- Exercise
The lines from the first line of the entries through the line containing "use std::fmt;" are to be repeated exactly, with both of those lines included.
======== Available records ========
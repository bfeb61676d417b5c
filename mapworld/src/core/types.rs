//! Shared episode types.
//!
//! The episode log is the only channel between the game master and the
//! scorer, so its shape is the contract between them. Serialized field and
//! variant names are stable.

use std::fmt;

use serde::{Deserialize, Serialize};

use crate::core::node::Node;

/// Why an episode was aborted.
#[derive(Debug, Clone, Copy, PartialEq, Eq, Serialize, Deserialize)]
#[serde(rename_all = "snake_case")]
pub enum AbortReason {
    InvalidFormat,
    IllegalDirection,
    AmbiguousAction,
}

/// Episode outcome. `Pending` until a terminal state is reached.
#[derive(Debug, Clone, Copy, PartialEq, Eq, Serialize, Deserialize)]
#[serde(tag = "status", content = "reason", rename_all = "snake_case")]
pub enum Outcome {
    Pending,
    Success,
    Aborted(AbortReason),
    TurnLimitReached,
}

impl fmt::Display for Outcome {
    fn fmt(&self, f: &mut fmt::Formatter<'_>) -> fmt::Result {
        match self {
            Outcome::Pending => f.write_str("pending"),
            Outcome::Success => f.write_str("success"),
            Outcome::Aborted(reason) => write!(f, "aborted ({reason:?})"),
            Outcome::TurnLimitReached => f.write_str("turn limit reached"),
        }
    }
}

/// One successful transition.
#[derive(Debug, Clone, PartialEq, Eq, Serialize, Deserialize)]
pub struct MoveRecord {
    pub from: Node,
    pub to: Node,
    pub round: u32,
}

#[derive(Debug, Clone, Copy, PartialEq, Eq, Hash, Serialize, Deserialize)]
pub enum ActionKind {
    #[serde(rename = "move")]
    Move,
    #[serde(rename = "invalid format")]
    InvalidFormat,
    #[serde(rename = "illegal direction")]
    IllegalDirection,
    #[serde(rename = "aborted")]
    Aborted,
    #[serde(rename = "stop")]
    Stop,
    #[serde(rename = "turns_limit")]
    TurnsLimit,
    #[serde(rename = "loop_detected")]
    LoopDetected,
}

impl ActionKind {
    /// True for per-round validation failures.
    pub fn is_invalid_attempt(self) -> bool {
        matches!(self, ActionKind::InvalidFormat | ActionKind::IllegalDirection)
    }
}

#[derive(Debug, Clone, PartialEq, Eq, Serialize, Deserialize)]
pub struct LogAction {
    #[serde(rename = "type")]
    pub kind: ActionKind,
    pub content: String,
}

/// One event in a round. For non-moves `from == to`.
#[derive(Debug, Clone, PartialEq, Eq, Serialize, Deserialize)]
pub struct LogEvent {
    pub from: Node,
    pub to: Node,
    pub action: LogAction,
}

/// Graph the mover reported about the world it explored (graph-reasoning variant).
#[derive(Debug, Clone, Default, PartialEq, Eq, Serialize, Deserialize)]
pub struct ReportedGraph {
    pub nodes: Vec<String>,
    #[serde(default)]
    pub edges: Vec<(String, String)>,
}

/// Ordered rounds of events produced by one episode.
#[derive(Debug, Clone, PartialEq, Eq, Serialize, Deserialize)]
pub struct EpisodeLog {
    pub start: Node,
    pub rounds: Vec<Vec<LogEvent>>,
    #[serde(default, skip_serializing_if = "Option::is_none")]
    pub reported_graph: Option<ReportedGraph>,
}

impl EpisodeLog {
    pub fn new(start: Node) -> Self {
        Self {
            start,
            rounds: Vec::new(),
            reported_graph: None,
        }
    }

    /// Append an event to round `round` (0-indexed), opening rounds as needed.
    pub fn record(&mut self, round: u32, event: LogEvent) {
        let index = round as usize;
        while self.rounds.len() <= index {
            self.rounds.push(Vec::new());
        }
        self.rounds[index].push(event);
    }

    pub fn events(&self) -> impl Iterator<Item = &LogEvent> {
        self.rounds.iter().flatten()
    }

    pub fn count(&self, kind: ActionKind) -> usize {
        self.events().filter(|e| e.action.kind == kind).count()
    }

    /// Rejected responses, whether or not they were reprompted.
    pub fn invalid_attempts(&self) -> usize {
        self.events().filter(|e| e.action.kind.is_invalid_attempt()).count()
    }

    /// Terminal outcome implied by the events.
    pub fn outcome(&self) -> Outcome {
        for event in self.events() {
            match event.action.kind {
                ActionKind::Stop => return Outcome::Success,
                ActionKind::TurnsLimit => return Outcome::TurnLimitReached,
                ActionKind::Aborted => {
                    return Outcome::Aborted(abort_reason_from(&event.action.content));
                }
                _ => {}
            }
        }
        Outcome::Pending
    }
}

/// Content written into `"aborted"` events; parsed back by [`EpisodeLog::outcome`].
pub fn abort_content(reason: AbortReason) -> &'static str {
    match reason {
        AbortReason::InvalidFormat => "invalid format",
        AbortReason::IllegalDirection => "illegal direction",
        AbortReason::AmbiguousAction => "ambiguous action",
    }
}

fn abort_reason_from(content: &str) -> AbortReason {
    match content {
        "illegal direction" => AbortReason::IllegalDirection,
        "ambiguous action" => AbortReason::AmbiguousAction,
        _ => AbortReason::InvalidFormat,
    }
}
//! Explicit randomness passed to everything that samples.
//!
//! No component seeds a global generator; callers own a [`RandomSource`] and
//! hand it down, which keeps runs reproducible and episodes independent.

use rand::rngs::StdRng;
use rand::seq::SliceRandom;
use rand::{Rng, SeedableRng};

#[derive(Debug, Clone)]
pub struct RandomSource {
    rng: StdRng,
}

impl RandomSource {
    /// Deterministic source: the same seed yields the same draws.
    pub fn seeded(seed: u64) -> Self {
        Self {
            rng: StdRng::seed_from_u64(seed),
        }
    }

    pub fn from_entropy() -> Self {
        Self {
            rng: StdRng::from_entropy(),
        }
    }

    /// Uniform integer in `0..upper`. `upper` must be non-zero.
    pub fn below(&mut self, upper: usize) -> usize {
        self.rng.gen_range(0..upper)
    }

    pub fn chance(&mut self, probability: f64) -> bool {
        self.rng.gen_bool(probability.clamp(0.0, 1.0))
    }

    /// Uniformly chosen element, `None` for an empty slice.
    pub fn pick<'a, T>(&mut self, items: &'a [T]) -> Option<&'a T> {
        items.choose(&mut self.rng)
    }

    pub fn shuffle<T>(&mut self, items: &mut [T]) {
        items.shuffle(&mut self.rng);
    }

    /// Derive an independent seed, e.g. for a per-episode child source.
    pub fn next_seed(&mut self) -> u64 {
        self.rng.gen_range(0..u64::MAX)
    }
}

#[cfg(test)]
mod tests {
    use super::*;

    #[test]
    fn same_seed_same_draws() {
        let mut a = RandomSource::seeded(7);
        let mut b = RandomSource::seeded(7);
        let draws_a: Vec<usize> = (0..16).map(|_| a.below(100)).collect();
        let draws_b: Vec<usize> = (0..16).map(|_| b.below(100)).collect();
        assert_eq!(draws_a, draws_b);
    }

    #[test]
    fn pick_on_empty_is_none() {
        let mut rng = RandomSource::seeded(1);
        let empty: [u8; 0] = [];
        assert!(rng.pick(&empty).is_none());
        assert_eq!(rng.pick(&[3]), Some(&3));
    }
}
========
- Expected answer
repository bfeb61676d417b5c
filename mapworld/src/core/types.rs
//! Shared episode types.
//!
//! The episode log is the only channel between the game master and the
//! scorer, so its shape is the contract between them. Serialized field and
//! variant names are stable.

use std::fmt;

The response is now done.